== Directions ==
For the material that follows, list every line containing the word "pulled".

*** Block opens ***

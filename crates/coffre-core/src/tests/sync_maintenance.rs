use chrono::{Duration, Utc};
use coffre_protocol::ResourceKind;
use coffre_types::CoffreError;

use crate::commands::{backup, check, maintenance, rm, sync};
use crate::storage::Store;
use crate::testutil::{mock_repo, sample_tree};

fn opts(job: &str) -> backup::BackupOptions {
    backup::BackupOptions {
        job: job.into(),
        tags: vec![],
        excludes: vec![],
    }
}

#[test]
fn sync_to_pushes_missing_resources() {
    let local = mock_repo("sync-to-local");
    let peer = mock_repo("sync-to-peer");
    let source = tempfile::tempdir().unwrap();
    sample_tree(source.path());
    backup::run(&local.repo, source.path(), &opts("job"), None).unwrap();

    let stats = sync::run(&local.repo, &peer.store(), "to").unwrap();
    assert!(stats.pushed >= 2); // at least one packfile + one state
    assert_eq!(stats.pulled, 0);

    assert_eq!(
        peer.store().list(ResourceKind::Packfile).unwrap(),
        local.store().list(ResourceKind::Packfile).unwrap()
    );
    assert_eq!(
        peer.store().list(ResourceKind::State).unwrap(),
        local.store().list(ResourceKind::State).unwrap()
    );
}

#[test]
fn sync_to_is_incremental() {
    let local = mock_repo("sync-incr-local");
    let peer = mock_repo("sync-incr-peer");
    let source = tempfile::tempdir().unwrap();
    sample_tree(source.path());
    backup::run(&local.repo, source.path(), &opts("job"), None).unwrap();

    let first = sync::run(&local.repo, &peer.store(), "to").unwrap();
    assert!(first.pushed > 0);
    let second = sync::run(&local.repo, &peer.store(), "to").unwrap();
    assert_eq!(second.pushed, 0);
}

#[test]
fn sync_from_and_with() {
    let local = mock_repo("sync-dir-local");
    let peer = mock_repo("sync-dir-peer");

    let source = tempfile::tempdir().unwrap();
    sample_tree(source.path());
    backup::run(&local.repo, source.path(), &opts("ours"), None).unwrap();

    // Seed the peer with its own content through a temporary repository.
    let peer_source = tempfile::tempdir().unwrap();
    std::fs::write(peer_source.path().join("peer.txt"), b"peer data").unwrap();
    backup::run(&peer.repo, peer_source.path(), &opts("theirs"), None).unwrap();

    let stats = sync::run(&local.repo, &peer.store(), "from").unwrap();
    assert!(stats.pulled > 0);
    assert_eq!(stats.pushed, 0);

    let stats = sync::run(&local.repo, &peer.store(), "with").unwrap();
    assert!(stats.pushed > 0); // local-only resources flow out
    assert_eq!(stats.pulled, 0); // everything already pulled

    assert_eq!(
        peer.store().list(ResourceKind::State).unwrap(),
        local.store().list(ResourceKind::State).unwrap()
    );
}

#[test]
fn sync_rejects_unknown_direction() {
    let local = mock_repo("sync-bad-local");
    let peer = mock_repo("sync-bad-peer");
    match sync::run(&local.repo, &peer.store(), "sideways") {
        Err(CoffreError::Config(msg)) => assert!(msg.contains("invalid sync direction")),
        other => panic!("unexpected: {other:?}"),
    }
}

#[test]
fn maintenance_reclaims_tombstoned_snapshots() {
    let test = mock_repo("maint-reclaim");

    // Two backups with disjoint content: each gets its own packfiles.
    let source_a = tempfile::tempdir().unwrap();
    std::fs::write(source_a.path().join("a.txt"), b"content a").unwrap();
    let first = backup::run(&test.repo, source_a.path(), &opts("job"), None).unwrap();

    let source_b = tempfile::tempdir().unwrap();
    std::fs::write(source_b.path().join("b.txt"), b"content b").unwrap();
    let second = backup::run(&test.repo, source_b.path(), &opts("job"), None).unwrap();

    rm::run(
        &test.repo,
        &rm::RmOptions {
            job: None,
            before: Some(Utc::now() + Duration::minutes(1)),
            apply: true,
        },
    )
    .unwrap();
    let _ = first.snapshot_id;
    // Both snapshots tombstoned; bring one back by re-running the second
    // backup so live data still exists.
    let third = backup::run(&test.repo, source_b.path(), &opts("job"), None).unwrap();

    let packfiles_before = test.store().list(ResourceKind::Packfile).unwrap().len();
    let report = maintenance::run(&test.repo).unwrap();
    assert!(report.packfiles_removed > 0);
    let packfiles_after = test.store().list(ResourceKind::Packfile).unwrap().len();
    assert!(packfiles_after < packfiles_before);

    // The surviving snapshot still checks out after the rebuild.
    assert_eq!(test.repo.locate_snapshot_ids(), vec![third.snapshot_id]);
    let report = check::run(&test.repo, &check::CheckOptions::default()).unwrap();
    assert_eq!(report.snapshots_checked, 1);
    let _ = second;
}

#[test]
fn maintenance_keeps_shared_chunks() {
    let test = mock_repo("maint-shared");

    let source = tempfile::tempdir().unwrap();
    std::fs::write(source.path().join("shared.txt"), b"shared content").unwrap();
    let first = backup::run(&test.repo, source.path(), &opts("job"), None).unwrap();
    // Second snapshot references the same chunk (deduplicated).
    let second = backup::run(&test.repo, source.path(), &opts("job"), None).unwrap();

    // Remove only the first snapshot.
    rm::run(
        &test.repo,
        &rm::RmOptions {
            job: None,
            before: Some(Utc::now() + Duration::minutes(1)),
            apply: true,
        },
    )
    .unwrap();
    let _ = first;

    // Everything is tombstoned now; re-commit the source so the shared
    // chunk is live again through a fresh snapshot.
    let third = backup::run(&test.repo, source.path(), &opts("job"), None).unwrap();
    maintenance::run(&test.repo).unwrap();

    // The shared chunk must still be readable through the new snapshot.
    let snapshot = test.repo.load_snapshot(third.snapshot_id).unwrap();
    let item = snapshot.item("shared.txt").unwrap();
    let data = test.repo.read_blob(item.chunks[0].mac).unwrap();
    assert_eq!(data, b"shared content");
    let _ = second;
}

*** Block closes ***
*** Block opens ***

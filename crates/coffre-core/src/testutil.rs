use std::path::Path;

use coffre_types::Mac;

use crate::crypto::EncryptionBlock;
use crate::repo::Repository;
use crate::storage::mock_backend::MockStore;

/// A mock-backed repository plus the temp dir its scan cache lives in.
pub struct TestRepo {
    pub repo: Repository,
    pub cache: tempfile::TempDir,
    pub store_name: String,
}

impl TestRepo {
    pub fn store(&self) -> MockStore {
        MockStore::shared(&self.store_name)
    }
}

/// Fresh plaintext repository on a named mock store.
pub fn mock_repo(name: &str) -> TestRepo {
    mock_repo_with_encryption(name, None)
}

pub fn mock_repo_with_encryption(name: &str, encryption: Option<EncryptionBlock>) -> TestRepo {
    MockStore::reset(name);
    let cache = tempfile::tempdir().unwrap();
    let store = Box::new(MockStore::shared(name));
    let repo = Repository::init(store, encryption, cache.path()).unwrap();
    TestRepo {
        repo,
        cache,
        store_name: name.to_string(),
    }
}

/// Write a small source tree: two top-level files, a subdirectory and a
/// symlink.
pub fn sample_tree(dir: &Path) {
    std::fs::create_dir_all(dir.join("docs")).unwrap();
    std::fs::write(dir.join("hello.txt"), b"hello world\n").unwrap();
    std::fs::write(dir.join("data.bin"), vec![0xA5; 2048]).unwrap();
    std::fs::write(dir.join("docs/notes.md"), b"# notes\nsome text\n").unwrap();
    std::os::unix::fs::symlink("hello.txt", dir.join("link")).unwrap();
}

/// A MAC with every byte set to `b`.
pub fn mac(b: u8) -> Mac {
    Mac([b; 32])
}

*** Block closes ***

== Answer ==
    assert_eq!(stats.pulled, 0);
    assert!(stats.pulled > 0);
    assert_eq!(stats.pulled, 0); // everything already pulled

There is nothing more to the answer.